Tuesday, February 19, 2013

Fëanor's Oath

In The Silmarillion, "Of the Flight of the Noldor" (Chapter 9 ), Tolkien writes:

The SilmarillionThen Fëanor swore a terrible oath. His seven sons leapt straightway to his side and took the selfsame vow together, and red as blood shone their drawn swords in the glare of the torches. They swore an oath which none shall break, and none should take, by the name even of Illúvatar, calling the Everlasting Dark upon them if they kept it not; and Manwë they named in witness, and Varda, and the hallowed mountain of Taniquetil, vowing to pursue with vengeance and hatred to the ends of the World Vala, Demon, Elf or Man as yet unborn, or any creature, great or small, good or evil, that time should bring forth unto the end of days, whoso should hold or take or keep a Silmaril from their possession.
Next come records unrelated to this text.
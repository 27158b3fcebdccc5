use crate::worker::WorkerId;
use anyhow::{bail, Result};
use serde::Deserialize;
use slog::Level;
use std::{
    fmt::{self, Debug, Formatter},
    os::unix::ffi::OsStrExt as _,
    path::PathBuf,
};
use strum::Display;

pub const DEFAULT_WORKERS: usize = 20;
pub const DEFAULT_SCRATCH_DIR: &str = "/var/tmp";
pub const DEFAULT_FILE_PREFIX: &str = "fork-exec-";
pub const DEFAULT_PAYLOAD: &[u8] = b"#!/bin/sh\nexit 0\n";

/// Everything a run of the harness depends on. The binary always uses [`Config::default`].
#[derive(Clone, Debug, Deserialize, Eq, PartialEq)]
#[serde(default, deny_unknown_fields, rename_all = "kebab-case")]
pub struct Config {
    /// The number of workers. Each gets its own thread and its own scratch file.
    pub workers: usize,

    /// The directory the scratch files are created in.
    pub scratch_dir: PathBuf,

    /// The scratch file name is this prefix followed by the worker's identity.
    pub file_prefix: String,

    /// The script written to every scratch file.
    pub payload: Payload,

    /// How many iterations each worker runs before returning.
    pub iterations: Iterations,

    pub handshake: Handshake,

    /// Minimum log level to output.
    pub log_level: LogLevel,
}

impl Default for Config {
    fn default() -> Self {
        Self {
            workers: DEFAULT_WORKERS,
            scratch_dir: PathBuf::from(DEFAULT_SCRATCH_DIR),
            file_prefix: DEFAULT_FILE_PREFIX.into(),
            payload: Payload::default(),
            iterations: Iterations::default(),
            handshake: Handshake::default(),
            log_level: LogLevel::Info,
        }
    }
}

impl Config {
    pub fn validate(&self) -> Result<()> {
        if self.workers == 0 {
            bail!("at least one worker is required");
        }
        if self.payload.as_bytes().is_empty() {
            bail!("payload must not be empty");
        }
        if self.file_prefix.contains(['/', '\0']) {
            bail!(
                "file prefix {:?} must not contain '/' or NUL characters",
                self.file_prefix
            );
        }
        if self.scratch_dir.as_os_str().as_bytes().contains(&0) {
            bail!(
                "scratch directory {:?} must not contain NUL characters",
                self.scratch_dir
            );
        }
        Ok(())
    }

    /// The scratch file owned by `id`. Distinct identities always map to distinct paths.
    pub fn scratch_path(&self, id: WorkerId) -> PathBuf {
        self.scratch_dir.join(format!("{}{id}", self.file_prefix))
    }
}

#[derive(Clone, Deserialize, Eq, PartialEq)]
#[serde(from = "String")]
pub struct Payload(Vec<u8>);

impl Payload {
    pub fn as_bytes(&self) -> &[u8] {
        &self.0
    }
}

impl Default for Payload {
    fn default() -> Self {
        Self(DEFAULT_PAYLOAD.to_vec())
    }
}

impl From<String> for Payload {
    fn from(script: String) -> Self {
        Self(script.into_bytes())
    }
}

impl From<&str> for Payload {
    fn from(script: &str) -> Self {
        Self(script.as_bytes().to_vec())
    }
}

impl Debug for Payload {
    fn fmt(&self, f: &mut Formatter<'_>) -> fmt::Result {
        Debug::fmt(&String::from_utf8_lossy(&self.0), f)
    }
}

#[derive(Clone, Copy, Debug, Default, Deserialize, Eq, PartialEq)]
#[serde(from = "u64")]
pub enum Iterations {
    /// Run until the process is killed or a worker hits a fatal error.
    #[default]
    Unbounded,
    Bounded(u64),
}

impl Iterations {
    /// Whether another iteration may start after `completed` have finished.
    pub fn allows(self, completed: u64) -> bool {
        match self {
            Iterations::Unbounded => true,
            Iterations::Bounded(limit) => completed < limit,
        }
    }
}

impl From<u64> for Iterations {
    fn from(limit: u64) -> Self {
        Iterations::Bounded(limit)
    }
}

/// What a worker does to the scratch file between writing it and executing it.
#[derive(Clone, Copy, Debug, Default, Deserialize, Display, Eq, PartialEq)]
#[serde(rename_all = "kebab-case")]
#[strum(serialize_all = "kebab-case")]
pub enum Handshake {
    /// Take an exclusive lock on the written descriptor and close it, then open the file again
    /// read-only and take a shared lock on the new descriptor before closing it and forking.
    #[default]
    Flock,

    /// Close the written descriptor and fork right away. This is the unprotected baseline.
    None,
}

#[derive(Clone, Copy, Debug, Deserialize, Eq, PartialEq)]
#[serde(rename_all = "kebab-case")]
pub enum LogLevel {
    Error,
    Warning,
    Info,
    Debug,
}

impl LogLevel {
    pub fn as_slog_level(&self) -> Level {
        match self {
            LogLevel::Error => Level::Error,
            LogLevel::Warning => Level::Warning,
            LogLevel::Info => Level::Info,
            LogLevel::Debug => Level::Debug,
        }
    }
}

#[cfg(test)]
mod tests {
    use super::*;
    use std::{collections::HashSet, path::Path};

    #[test]
    fn defaults() {
        let config = Config::default();
        assert_eq!(config.workers, 20);
        assert_eq!(config.scratch_dir, Path::new("/var/tmp"));
        assert_eq!(config.payload.as_bytes(), b"#!/bin/sh\nexit 0\n");
        assert_eq!(config.iterations, Iterations::Unbounded);
        assert_eq!(config.handshake, Handshake::Flock);
        assert_eq!(config.log_level, LogLevel::Info);
        config.validate().unwrap();
    }

    #[test]
    fn scratch_path_appends_identity_to_prefix() {
        let config = Config::default();
        assert_eq!(
            config.scratch_path(WorkerId::from(7)),
            Path::new("/var/tmp/fork-exec-7")
        );
    }

    #[test]
    fn scratch_paths_are_disjoint() {
        let config = Config {
            workers: 1000,
            ..Default::default()
        };
        let paths: HashSet<_> = (0..config.workers)
            .map(|id| config.scratch_path(WorkerId::from(id)))
            .collect();
        assert_eq!(paths.len(), config.workers);
    }

    #[test]
    fn deserialize_empty_is_default() {
        let config: Config = toml::from_str("").unwrap();
        assert_eq!(config, Config::default());
    }

    #[test]
    fn deserialize_all_fields() {
        let config: Config = toml::from_str(
            r##"
            workers = 2
            scratch-dir = "/tmp/scratch"
            file-prefix = "race-"
            payload = "#!/bin/sh\nexit 3\n"
            iterations = 50
            handshake = "none"
            log-level = "debug"
            "##,
        )
        .unwrap();
        assert_eq!(
            config,
            Config {
                workers: 2,
                scratch_dir: "/tmp/scratch".into(),
                file_prefix: "race-".into(),
                payload: "#!/bin/sh\nexit 3\n".into(),
                iterations: Iterations::Bounded(50),
                handshake: Handshake::None,
                log_level: LogLevel::Debug,
            }
        );
    }

    #[test]
    fn deserialize_unknown_field_fails() {
        assert!(toml::from_str::<Config>("slots = 4").is_err());
    }

    #[test]
    fn zero_workers_is_invalid() {
        let config = Config {
            workers: 0,
            ..Default::default()
        };
        assert_eq!(
            config.validate().unwrap_err().to_string(),
            "at least one worker is required"
        );
    }

    #[test]
    fn empty_payload_is_invalid() {
        let config = Config {
            payload: "".into(),
            ..Default::default()
        };
        assert!(config.validate().is_err());
    }

    #[test]
    fn prefix_with_separator_is_invalid() {
        let config = Config {
            file_prefix: "../fork-exec-".into(),
            ..Default::default()
        };
        assert!(config.validate().is_err());
    }

    #[test]
    fn bounded_iterations() {
        assert!(Iterations::Bounded(2).allows(0));
        assert!(Iterations::Bounded(2).allows(1));
        assert!(!Iterations::Bounded(2).allows(2));
        assert!(!Iterations::Bounded(0).allows(0));
        assert!(Iterations::Unbounded.allows(u64::MAX));
    }

    #[test]
    fn handshake_display() {
        assert_eq!(Handshake::Flock.to_string(), "flock");
        assert_eq!(Handshake::None.to_string(), "none");
    }
}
An earlier version of this oath from around 1925 appears in The History of Middle-earth, volume 3, which says:
Be he friend or foe  or foul offspring 
of Morgoth Bauglir,  be he mortal dark 
that in after days  on earth shall dwell, 
shall no law nor love  nor league of Gods, 
no might nor mercy,  not moveless fate, 
defend him for ever   from the fierce vengeance 
of the sons of Fëanor,  whoso seize or steal 
or finding keep   the fair enchanted 
globes of crystal  whoso glory dies not, 
the Silmarils.  We have sworn for ever!

How does Fëanor's Oath haunt the rest of The Silmarillion? Why is the concept of making and/or breaking an oath or vow so important in Tolkien's works?

1 comment:

Anna Adams said...

Fëanor's Oath haunts the rest of The Silmarillion because it leads to the kin-slayings. It's the primary reason for strife among the elves, isn't it? I think it's because this oath was made in revenge, and revenge has consequences.

I think making and breaking oaths in Tolkien's works is so important because in his world oaths are taken seriously. When someone makes an oath, they mean to do what they say. There's this medieval idea of honor in Middle-earth, and it's part of what makes some of the characters so admirable. Upholding an oath can take a lot of personal sacrifice. This sacrifice can make a character a hero, or it can force a character to commit atrocities.